Is there an easy way to do this in PyPlot? I've found some tutorials, but they all seem rather complex.
You could use scipy.interpolate.spline to smooth out your data yourself:
from scipy.interpolate import spline
# 300 represents number of points to make between T.min and T.max
xnew = np.linspace(T.min(), T.max(), 300)
power_smooth = spline(T, power, xnew)
plt.plot(xnew,power_smooth)
plt.show()
spline is deprecated in scipy 0.19.0, use BSpline class instead.
Switching from spline to BSpline isn't a straightforward copy/paste and requires a little tweaking:
from scipy.interpolate import make_interp_spline, BSpline
# 300 represents number of points to make between T.min and T.max
xnew = np.linspace(T.min(), T.max(), 300)
spl = make_interp_spline(T, power, k=3) # type: BSpline
power_smooth = spl(xnew)
plt.plot(xnew, power_smooth)
plt.show()
Before:
After:
For this example spline works well, but if the function is not smooth inherently and you want to have smoothed version you can also try:
from scipy.ndimage.filters import gaussian_filter1d
ysmoothed = gaussian_filter1d(y, sigma=2)
plt.plot(x, ysmoothed)
plt.show()
if you increase sigma you can get a more smoothed function.
Proceed with caution with this one. It modifies the original values and may not be what you want.
See the scipy.interpolate documentation for some examples.
The following example demonstrates its use, for linear and cubic spline interpolation:
import matplotlib.pyplot as plt
import numpy as np
from scipy.interpolate import interp1d
# Define x, y, and xnew to resample at.
x = np.linspace(0, 10, num=11, endpoint=True)
y = np.cos(-x**2/9.0)
xnew = np.linspace(0, 10, num=41, endpoint=True)
# Define interpolators.
f_linear = interp1d(x, y)
f_cubic = interp1d(x, y, kind='cubic')
# Plot.
plt.plot(x, y, 'o', label='data')
plt.plot(xnew, f_linear(xnew), '-', label='linear')
plt.plot(xnew, f_cubic(xnew), '--', label='cubic')
plt.legend(loc='best')
plt.show()
Slightly modified for increased readability.
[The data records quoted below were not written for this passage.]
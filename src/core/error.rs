// SPDX-License-Identifier: Apache-2.0
// Copyright 2025 rogem contributors
//
// Licensed under the Apache License, Version 2.0 (the "License");
// you may not use this file except in compliance with the License.
// You may obtain a copy of the License at
//
//     http://www.apache.org/licenses/LICENSE-2.0
//
// Unless required by applicable law or agreed to in writing, software
// distributed under the License is distributed on an "AS IS" BASIS,
// WITHOUT WARRANTIES OR CONDITIONS OF ANY KIND, either express or implied.
// See the License for the specific language governing permissions and
// limitations under the License.

//! Error types for the emulator core
//!
//! Host-facing failures only. Guest CPU exceptions (Overflow, address
//! errors, Syscall, ...) are architectural behavior and never surface
//! as an [`EmulatorError`]; they mutate COP0 and PC instead.

use thiserror::Error;

/// Result type alias used throughout the core
pub type Result<T> = std::result::Result<T, EmulatorError>;

/// Emulator error type
///
/// Covers the fatal initialization failures and explicit host-facing
/// statuses of the core. Recoverable guest misbehavior (unmapped
/// access, unknown device commands) is logged, not returned.
#[derive(Debug, Error)]
pub enum EmulatorError {
    /// BIOS file could not be opened
    #[error("BIOS file not found: {0}")]
    BiosNotFound(String),

    /// BIOS file has the wrong size (must be exactly 512 KiB)
    #[error("invalid BIOS size: expected {expected} bytes, got {got}")]
    InvalidBiosSize { expected: usize, got: usize },

    /// Access to an address no device claims
    #[error("invalid memory access at 0x{address:08X}")]
    InvalidMemoryAccess { address: u32 },

    /// Halfword or word access on a misaligned address
    #[error("unaligned {size}-byte access at 0x{address:08X}")]
    UnalignedAccess { address: u32, size: u32 },

    /// PSX-EXE loading failure (bad magic, truncated body, ...)
    #[error("loader error: {0}")]
    LoaderError(String),

    /// CD-ROM subsystem failure (disc image missing, short read, ...)
    #[error("CD-ROM error: {0}")]
    CdRom(String),

    /// Save-state buffer exhausted or otherwise malformed
    #[error("save state error: {0}")]
    SaveState(String),

    /// Save-state file carries an unknown magic number
    #[error("save state magic mismatch: expected 0x{expected:08X}, got 0x{got:08X}")]
    SaveStateMagic { expected: u32, got: u32 },

    /// Save-state file carries an unsupported version
    #[error("save state version mismatch: expected {expected}, got {got}")]
    SaveStateVersion { expected: u32, got: u32 },

    /// Underlying I/O failure
    #[error("I/O error: {0}")]
    Io(#[from] std::io::Error),
}

#[cfg(test)]
mod tests {
    use super::*;

    #[test]
    fn test_error_display_bios_not_found() {
        let err = EmulatorError::BiosNotFound("scph1001.bin".to_string());
        assert!(err.to_string().contains("scph1001.bin"));
    }

    #[test]
    fn test_error_display_invalid_bios_size() {
        let err = EmulatorError::InvalidBiosSize {
            expected: 524_288,
            got: 1024,
        };
        let msg = err.to_string();
        assert!(msg.contains("524288"));
        assert!(msg.contains("1024"));
    }

    #[test]
    fn test_error_display_unaligned() {
        let err = EmulatorError::UnalignedAccess {
            address: 0x8000_0001,
            size: 4,
        };
        assert!(err.to_string().contains("80000001"));
    }

    #[test]
    fn test_error_from_io() {
        let io = std::io::Error::new(std::io::ErrorKind::NotFound, "gone");
        let err: EmulatorError = io.into();
        assert!(matches!(err, EmulatorError::Io(_)));
    }
}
One of the easiest implementations I found was to use that Exponential Moving Average the Tensorboard uses:
def smooth(scalars: List[float], weight: float) -> List[float]: # Weight between 0 and 1
last = scalars[0] # First value in the plot (first timestep)
smoothed = list()
for point in scalars:
smoothed_val = last * weight + (1 - weight) * point # Calculate smoothed value
smoothed.append(smoothed_val) # Save it
last = smoothed_val # Anchor the last smoothed value
return smoothed
ax.plot(x_labels, smooth(train_data, .9), x_labels, train_data)
I presume you mean curve-fitting and not anti-aliasing from the context of your question. PyPlot doesn't have any built-in support for this, but you can easily implement some basic curve-fitting yourself, like the code seen here, or if you're using GuiQwt it has a curve fitting module. (You could probably also steal the code from SciPy to do this as well).
Here is a simple solution for dates:
from scipy.interpolate import make_interp_spline
import numpy as np
import matplotlib.pyplot as plt
import matplotlib.dates as dates
from datetime import datetime
data = {
datetime(2016, 9, 26, 0, 0): 26060, datetime(2016, 9, 27, 0, 0): 23243,
datetime(2016, 9, 28, 0, 0): 22534, datetime(2016, 9, 29, 0, 0): 22841,
datetime(2016, 9, 30, 0, 0): 22441, datetime(2016, 10, 1, 0, 0): 23248
}
#create data
date_np = np.array(list(data.keys()))
value_np = np.array(list(data.values()))
date_num = dates.date2num(date_np)
# smooth
date_num_smooth = np.linspace(date_num.min(), date_num.max(), 100)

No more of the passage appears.